La pièce emprunte des airs surréalistes autant dans les propos que dans les aspects visuels. Les entrevues menées par Roy décortiquent les vies d’invités qui en sont réduits à des objets de curiosité. Du jeune boxeur qui parle mieux que la moyenne, mais qui n’a jamais fait l’amour, à une jeune femme devenue instantanément star parce qu’elle est fille de ministre et que sa mère s’est suicidée par immolation, en passant par un ex-itinérant devenu millionnaire en trouvant un billet de loto, les invités de Roy contribuent à démontrer la vacuité des contenus présentés dans ce talk-show. Seul le spectacle compte et Roy s’en donne à cœur joie pour guider ses invités vers des confidences bizarres et incongrues. Le décor met aussi l’accent sur le côté clinquant des entrevues à l’aide de gros néons multicolores et de musiques dramatiques pour remplir les silences ou meubler les moments où des vidéos sont présentés dans le cadre du talk-show.
En fait, tout est un peu étrange dans Grande écoute et on sent un fond satirique qui souligne à gros traits les effets pervers de la spectacularisation. Denis Bernard dans la peau de Roy transmet bien ce côté désincarné de l’animateur qui se perd entre son don pour le spectacle et la réalité de sa vie personnelle.

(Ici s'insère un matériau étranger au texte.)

//! LED indicator output
//!
//! Drives a status LED from a GPIO pin. The reference board wires its LED
//! between the supply and the pin, so "on" means the pin is low.

use votekiosk_core::traits::Indicator;
use votekiosk_hal::gpio::OutputPin;

/// GPIO-driven indicator LED
pub struct LedIndicator<P> {
    pin: P,
    /// If true, LED on = pin LOW
    inverted: bool,
    on: bool,
}

impl<P: OutputPin> LedIndicator<P> {
    /// Create an indicator, initially off
    pub fn new(pin: P, inverted: bool) -> Self {
        let mut led = Self {
            pin,
            inverted,
            on: false,
        };
        led.set_on(false);
        led
    }

    /// LED lit when the pin is high
    pub fn new_active_high(pin: P) -> Self {
        Self::new(pin, false)
    }

    /// LED lit when the pin is low
    pub fn new_active_low(pin: P) -> Self {
        Self::new(pin, true)
    }
}

impl<P: OutputPin> Indicator for LedIndicator<P> {
    fn set_on(&mut self, on: bool) {
        self.on = on;
        self.pin.set_state(on != self.inverted);
    }

    fn is_on(&self) -> bool {
        self.on
    }
}
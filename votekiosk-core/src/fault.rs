//! Fail-safe halt
//!
//! Used when one-time peripheral configuration fails at startup. The kiosk
//! cannot run without its display or converter, so it stops and blinks the
//! indicator until power is cycled. The board crate disables interrupts
//! before calling in here.

use embedded_hal::delay::DelayNs;

use crate::config::FAULT_BLINK_MS;
use crate::traits::Indicator;

/// Blink the indicator forever
pub fn halt_blinking<I, D>(indicator: &mut I, delay: &mut D) -> !
where
    I: Indicator,
    D: DelayNs,
{
    loop {
        blink_once(indicator, delay);
    }
}

/// One on/off cycle of the fault pattern
fn blink_once<I: Indicator, D: DelayNs>(indicator: &mut I, delay: &mut D) {
    indicator.set_on(true);
    delay.delay_ms(FAULT_BLINK_MS);
    indicator.set_on(false);
    delay.delay_ms(FAULT_BLINK_MS);
}
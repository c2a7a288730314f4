//! STM32F4-specific HAL for the Votekiosk firmware
//!
//! Implements the `votekiosk-hal` register traits on STM32F4 parts and wires
//! up the reference board:
//!
//! - I2C1 on PB6 (SCL) / PB7 (SDA) driving the SSD1306
//! - ADC1 channel 1 on PA1 reading the potentiometer
//! - PA0 push-button to ground, internal pull-up
//! - PC13 LED, active-low
//!
//! # Features
//!
//! - `stm32f401cc`, `stm32f411ce` - Chip selection
//! - `defmt` - Enable debug formatting support
//!
//! Pin muxing and bus timing go through embassy-stm32; every flag wait in
//! normal operation is done at register level by the drivers crate.

#![no_std]

pub mod adc;
pub mod board;
pub mod clock;
pub mod delay;
pub mod gpio;
pub mod i2c;

pub use board::Board;
pub use clock::EmbassyClock;
pub use delay::CycleDelay;
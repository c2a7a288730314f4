//! Monotonic time source

/// Free-running millisecond counter supplied by the host environment
///
/// The counter wraps at `u32::MAX`; consumers compare deadlines with
/// wrapping arithmetic.
pub trait Monotonic {
    /// Milliseconds since boot
    fn now_ms(&self) -> u32;
}
//! Per-candidate vote counters
//!
//! Counts live in RAM for the session only.

use crate::selection::Selection;

/// Vote counts, one per candidate
#[derive(Debug, Clone, Copy, Default, PartialEq, Eq)]
#[cfg_attr(feature = "defmt", derive(defmt::Format))]
pub struct Tally {
    counts: [u32; 3],
}

impl Tally {
    /// Zeroed tally
    pub const fn new() -> Self {
        Self { counts: [0; 3] }
    }

    /// Record one vote
    ///
    /// Saturates rather than wrapping so counts never decrease.
    pub fn record(&mut self, selection: Selection) {
        let count = &mut self.counts[selection.index()];
        *count = count.saturating_add(1);
    }

    /// Votes recorded for one candidate
    pub const fn count(&self, selection: Selection) -> u32 {
        self.counts[selection.index()]
    }

    /// Votes recorded across all candidates
    pub fn total(&self) -> u64 {
        self.counts.iter().map(|&c| u64::from(c)).sum()
    }
}
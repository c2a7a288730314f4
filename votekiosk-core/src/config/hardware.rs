//! Hardware constants
//!
//! These describe the reference board and are not meant to be tuned per
//! deployment; bus speed and pin muxing live in the board crate.

/// SSD1306 7-bit bus address
pub const DISPLAY_ADDRESS: u8 = 0x3C;

/// Potentiometer ADC channel
pub const POT_ADC_CHANNEL: u8 = 1;

/// Flag reads allowed per peripheral wait
pub const POLL_BUDGET: u32 = votekiosk_hal::poll::DEFAULT_POLL_BUDGET;

/// Display data bytes per bus transaction
pub const DISPLAY_CHUNK_LEN: usize = 32;

/// Indicator half-period while halted on a startup fault
pub const FAULT_BLINK_MS: u32 = 150;
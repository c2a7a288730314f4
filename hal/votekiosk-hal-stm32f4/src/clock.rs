//! Millisecond clock backed by the embassy time driver

use embassy_time::Instant;
use votekiosk_hal::clock::Monotonic;

/// Uptime in milliseconds, truncated to 32 bits
#[derive(Debug, Clone, Copy, Default)]
pub struct EmbassyClock;

impl Monotonic for EmbassyClock {
    fn now_ms(&self) -> u32 {
        Instant::now().as_millis() as u32
    }
}
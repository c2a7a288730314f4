//! Voter identity tags
//!
//! A tag is identified by its 5-byte UID. Authorization is a byte-for-byte
//! match against a fixed list compiled into the firmware.

use core::fmt;

/// Length of a tag UID in bytes
pub const UID_LEN: usize = 5;

/// Identifier read from a scanned tag
#[derive(Debug, Clone, Copy, PartialEq, Eq, Hash)]
#[cfg_attr(feature = "defmt", derive(defmt::Format))]
pub struct Uid([u8; UID_LEN]);

impl Uid {
    /// Create a UID from its raw bytes
    pub const fn new(bytes: [u8; UID_LEN]) -> Self {
        Self(bytes)
    }
}

/// Formats as space-separated uppercase hex, e.g. `73 91 B1 28 7B`
impl fmt::Display for Uid {
    fn fmt(&self, f: &mut fmt::Formatter<'_>) -> fmt::Result {
        for (i, byte) in self.0.iter().enumerate() {
            if i > 0 {
                f.write_str(" ")?;
            }
            write!(f, "{:02X}", byte)?;
        }
        Ok(())
    }
}

/// Membership check against the authorized tag list
///
/// Linear scan; the list is a handful of entries fixed at build time.
#[derive(Debug, Clone, Copy)]
pub struct IdentityMatcher<'a> {
    authorized: &'a [Uid],
}

impl<'a> IdentityMatcher<'a> {
    /// Create a matcher over the given list
    pub const fn new(authorized: &'a [Uid]) -> Self {
        Self { authorized }
    }

    /// True if some list entry equals `uid` byte-for-byte
    pub fn is_authorized(&self, uid: &Uid) -> bool {
        self.authorized.iter().any(|entry| entry == uid)
    }

    /// Number of authorized tags
    pub fn len(&self) -> usize {
        self.authorized.len()
    }

    /// True if no tag is authorized
    pub fn is_empty(&self) -> bool {
        self.authorized.is_empty()
    }
}
//! Board-agnostic core logic for the voting kiosk
//!
//! This crate contains all application logic that does not depend on
//! specific hardware implementations:
//!
//! - Device traits (text display, analog input, tag reader, indicator, button)
//! - Identity matching against the authorized tag list
//! - Potentiometer-to-candidate selection and the vote tally
//! - Button edge detection and short/long press classification
//! - The UI state machine and the screens it renders
//! - The kiosk controller that runs the polling loop
//! - Build-time configuration

#![cfg_attr(not(test), no_std)]
#![deny(unsafe_code)]

#[macro_use]
mod log;

pub mod config;
pub mod fault;
pub mod identity;
pub mod input;
pub mod kiosk;
pub mod screens;
pub mod selection;
pub mod state;
pub mod tally;
pub mod time;
pub mod traits;

pub use config::{KioskConfig, Timing};
pub use identity::{IdentityMatcher, Uid};
pub use kiosk::{Kiosk, StartupError};
pub use selection::{Selection, Thresholds};
pub use state::{Event, ScreenKind, UiState};
pub use tally::Tally;
//! Two-wire write transport
//!
//! Drives one master-transmitter transaction over the register flags of an
//! [`I2cRegisters`] block: start, address, data bytes, stop. Every flag wait
//! is bounded by the poll budget. A failed wait aborts the remaining bytes,
//! but the stop condition is always issued so the bus is released.

use votekiosk_core::debug;
use votekiosk_hal::i2c::{I2cBus, I2cRegisters};
use votekiosk_hal::poll::{poll_until, DEFAULT_POLL_BUDGET};

/// A bounded wait inside a transaction ran out
#[derive(Debug, Clone, Copy, PartialEq, Eq)]
#[cfg_attr(feature = "defmt", derive(defmt::Format))]
pub enum BusError {
    /// Start condition never went out
    StartTimeout,
    /// Target did not acknowledge its address
    AddressTimeout,
    /// Data register never emptied
    ByteTimeout,
}

/// Polling I2C master built on raw peripheral flags
pub struct BusTransport<R> {
    regs: R,
    budget: u32,
}

impl<R: I2cRegisters> BusTransport<R> {
    /// Create a transport with the default poll budget
    pub fn new(regs: R) -> Self {
        Self::with_budget(regs, DEFAULT_POLL_BUDGET)
    }

    /// Create a transport that gives up each wait after `budget` flag reads
    pub fn with_budget(regs: R, budget: u32) -> Self {
        Self { regs, budget }
    }

    /// Give back the register block
    pub fn release(self) -> R {
        self.regs
    }

    fn begin(&mut self, address: u8) -> Result<(), BusError> {
        self.regs.generate_start();
        poll_until(self.budget, || self.regs.start_sent()).map_err(|_| BusError::StartTimeout)?;

        // 7-bit address, write direction
        self.regs.write_data(address << 1);
        poll_until(self.budget, || self.regs.address_acked())
            .map_err(|_| BusError::AddressTimeout)?;
        self.regs.clear_address_flag();
        Ok(())
    }

    fn send(&mut self, data: &[u8]) -> Result<(), BusError> {
        for &byte in data {
            poll_until(self.budget, || self.regs.tx_empty()).map_err(|_| BusError::ByteTimeout)?;
            self.regs.write_data(byte);
        }

        // Let the last byte drain before stop; not fatal if it never reports
        if poll_until(self.budget, || self.regs.transfer_finished()).is_err() {
            debug!("Transfer-finished flag never set, stopping anyway");
        }
        Ok(())
    }
}

impl<R: I2cRegisters> I2cBus for BusTransport<R> {
    type Error = BusError;

    fn write(&mut self, address: u8, data: &[u8]) -> Result<(), BusError> {
        let result = self.begin(address).and_then(|()| self.send(data));
        self.regs.generate_stop();
        result
    }
}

Macha Limonchik dans le rôle de Mary, la femme de Roy, joue sur la froideur et les propos mordants de son personnage. La mise en scène de Claude Poissant pousse chacun des acteurs vers les limites de la caricature, exploitant leurs traits si particuliers sans jamais tout à fait franchir la frontière vers l’imaginaire. Ils sont parfois flamboyants, comme lorsque le valet de cœur (Jean-Philippe Perras) reprend la barre de l’animation, ou criants d’une vérité dérangeante, comme lorsque le fils de Roy, Willy (Alexandre Bergeron), devient lui-même invité du talk-show, malgré le fait qu’il soit réduit à un état quasi végétatif suite à une tentative de suicide ratée.
La pièce laisse derrière elle une drôle d’impression d’avoir assisté à un spectacle où le bizarre côtoie le réel. Sur fond de vérité, le dramaturge Larry Tremblay bâtit un espace unique qui dépeint les côtés les plus obscurs d’un homme manipulateur malgré une certaine sincérité. Cela contribue à créer une certaine distance entre le public et l’histoire. Malgré la curiosité qui s’installe et qui maintient l’attention, il est difficile de s’identifier aux personnages et de démêler toute la complexité de la réflexion qui est présentée. La beauté de Grande écoute réside toutefois dans l’habile démonstration de l’absurdité de cette spectacularisation qui déloge l’essentiel.